Whether intentionally or accidentally, Charley Radbourn ended up giving himself his nickname. During his extraordinary 1884 season in which he won a record 60 games for the Providence Grays, Radbourn would warm up in the outfield before a game until he finally proclaimed, “Old Hoss is ready.”

By the end of the season, Old Hoss had logged so many innings he could scarcely lift his arm to comb his hair. Never again was he much more than an average hurler, but his Hall of Fame plaque nonetheless says that he was the "greatest of all 19th-century pitchers."

There is no disputing that Charles Gardner Radbourn (1854-1897) was the game’s supreme pitcher -- for one year anyway -- although no one would have predicted it as late as July 1884. On July 16, in fact, he was suspended without pay by Providence Grays manager Frank Bancroft for a combination of drunkenness and lack of effort.

When the club’s other pitcher, Charlie Sweeney, jumped to the Union Association, Bancroft was forced to reinstate Radbourn. Hoss returned on two conditions: that he receive his release at the season’s end and that he be allowed to pitch every game in the meantime in return for a hefty bonus.
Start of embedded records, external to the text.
// SPDX-License-Identifier: BUSL-1.1
// Copyright (c) 2026 Alfred Jean LLC

//! Info stage: project metadata from the extracted tree.
//!
//! Counts files and bytes, tallies extensions, and reads WordPress-style
//! headers to classify the project as a plugin or a theme. Missing
//! metadata is not an error; the tree simply stays `unknown`.

use crate::error::StageError;
use crate::pipeline::Stage;
use crate::record::JobRecord;
use async_trait::async_trait;
use reef_adapters::source::zip::unzipped_root;
use reef_core::results::KEY_INFO;
use serde::Serialize;
use std::collections::BTreeMap;
use std::path::Path;
use walkdir::WalkDir;

/// Headers are expected near the top of the file; don't scan further.
const HEADER_SCAN_LINES: usize = 60;
const HEADER_SCAN_BYTES: usize = 8 * 1024;

/// Metadata describing the extracted project.
#[derive(Debug, Clone, Default, Serialize)]
pub struct ProjectInfo {
    /// `plugin`, `theme`, or `unknown`.
    pub kind: String,
    #[serde(skip_serializing_if = "Option::is_none")]
    pub name: Option<String>,
    #[serde(skip_serializing_if = "Option::is_none")]
    pub version: Option<String>,
    pub file_count: u64,
    pub total_bytes: u64,
    /// File counts keyed by lowercase extension.
    pub extensions: BTreeMap<String, u64>,
}

#[derive(Debug, Default)]
pub struct Info;

impl Info {
    pub fn new() -> Self {
        Self
    }
}

#[async_trait]
impl Stage for Info {
    type In = JobRecord;
    type Out = JobRecord;

    fn name(&self) -> &'static str {
        "info"
    }

    async fn process(&mut self, mut record: JobRecord) -> Result<JobRecord, StageError> {
        let files_path = record
            .files_path
            .clone()
            .ok_or(StageError::MissingPrerequisite("filesPath"))?;
        let root = unzipped_root(&files_path);
        if !root.is_dir() {
            return Err(StageError::MissingPrerequisite("filesPath"));
        }

        let info = tokio::task::spawn_blocking(move || scan_tree(&root))
            .await
            .map_err(|e| StageError::SourceAcquisition(format!("info scan failed: {e}")))?;

        tracing::info!(
            title = %record.message.title,
            kind = %info.kind,
            files = info.file_count,
            "project scanned"
        );
        record
            .results
            .insert(KEY_INFO, serde_json::to_value(&info).unwrap_or_default())?;
        Ok(record)
    }
}

fn scan_tree(root: &Path) -> ProjectInfo {
    let mut info = ProjectInfo {
        kind: "unknown".to_string(),
        ..ProjectInfo::default()
    };

    for entry in WalkDir::new(root).into_iter().filter_map(Result::ok) {
        if !entry.file_type().is_file() {
            continue;
        }
        info.file_count += 1;
        info.total_bytes += entry.metadata().map(|m| m.len()).unwrap_or(0);
        let ext = entry
            .path()
            .extension()
            .and_then(|e| e.to_str())
            .map(str::to_ascii_lowercase)
            .unwrap_or_else(|| "none".to_string());
        *info.extensions.entry(ext).or_insert(0) += 1;
    }

    // A theme declares itself in style.css; a plugin in any top-level
    // PHP file's header block.
    if let Some(headers) = read_headers(&root.join("style.css"), "Theme Name") {
        info.kind = "theme".to_string();
        info.name = headers.0;
        info.version = headers.1;
        return info;
    }

    let Ok(entries) = std::fs::read_dir(root) else {
        return info;
    };
    for entry in entries.filter_map(Result::ok) {
        let path = entry.path();
        if path.extension().and_then(|e| e.to_str()) != Some("php") {
            continue;
        }
        if let Some(headers) = read_headers(&path, "Plugin Name") {
            info.kind = "plugin".to_string();
            info.name = headers.0;
            info.version = headers.1;
            break;
        }
    }
    info
}

/// Read the `<marker>:` and `Version:` headers from the top of a file.
/// Returns `None` when the file is missing or carries no marker.
fn read_headers(path: &Path, marker: &str) -> Option<(Option<String>, Option<String>)> {
    let bytes = std::fs::read(path).ok()?;
    let head = String::from_utf8_lossy(&bytes[..bytes.len().min(HEADER_SCAN_BYTES)]).into_owned();

    let name = header_value(&head, marker)?;
    let version = header_value(&head, "Version");
    Some((Some(name), version))
}

fn header_value(contents: &str, key: &str) -> Option<String> {
    contents.lines().take(HEADER_SCAN_LINES).find_map(|line| {
        let (field, value) = line.split_once(':')?;
        let field = field.trim_matches(|c: char| c == '*' || c == '/' || c.is_whitespace());
        if field.eq_ignore_ascii_case(key) && !value.trim().is_empty() {
            Some(value.trim().to_string())
        } else {
            None
        }
    })
}

#[cfg(test)]
#[path = "info_tests.rs"]
mod tests;
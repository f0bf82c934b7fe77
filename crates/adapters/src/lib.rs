// SPDX-License-Identifier: BUSL-1.1
// Copyright (c) 2026 Alfred Jean LLC

// Allow panic!/unwrap/expect in test code
#![cfg_attr(test, allow(clippy::panic))]
#![cfg_attr(test, allow(clippy::unwrap_used))]
#![cfg_attr(test, allow(clippy::expect_used))]

//! reef-adapters: the pipeline's seams to the outside world.
//!
//! Each adapter is a small async trait with one production
//! implementation and, behind the `test-support` feature, a fake that
//! records calls and replays scripted outcomes.

pub mod respond;
pub mod runner;
pub mod source;
pub mod storage;

pub use respond::{HttpResponseClient, ResponseClient, ResponseError};
pub use runner::{RunOutput, Runner, RunnerError, ShellRunner};
pub use source::{DefaultSources, SourceError, SourceFactory, SourceManager};
pub use storage::{LocalStorage, StorageError, StorageProvider};

#[cfg(any(test, feature = "test-support"))]
pub use respond::FakeResponseClient;
#[cfg(any(test, feature = "test-support"))]
pub use runner::{FakeRunner, ScriptedRun};
#[cfg(any(test, feature = "test-support"))]
pub use source::FakeSources;
#[cfg(any(test, feature = "test-support"))]
pub use storage::FakeStorage;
Providence was in a tight pennant race at the time. With Radbourn back in the box on a daily basis, the Grays soon pulled away, romping home 10.5 games ahead of the pack. Toward the end of the season Radbourn did take a day off now and then, but the damage to his arm was already done. After winning 167 games in his first four years in the National League, Radbourn collected just 144 more victories before his wing finally gave out alto­gether during the 1891 campaign.

Radbourn returned to his hometown of Bloomington, Illinois, and opened a billiard parlor. A hunting accident in 1894 partially paralyzed his face. Self-conscious, he retired to a back room, where he sat most of the time in dim light to conceal his disfigurement.

Old Hoss Radbourn was elected to the Hall of Fame in 1939. The Old Timers voters who selected him remembered him not just for his fabled 60-win season and his 311 career victories, but also for his all-around ability.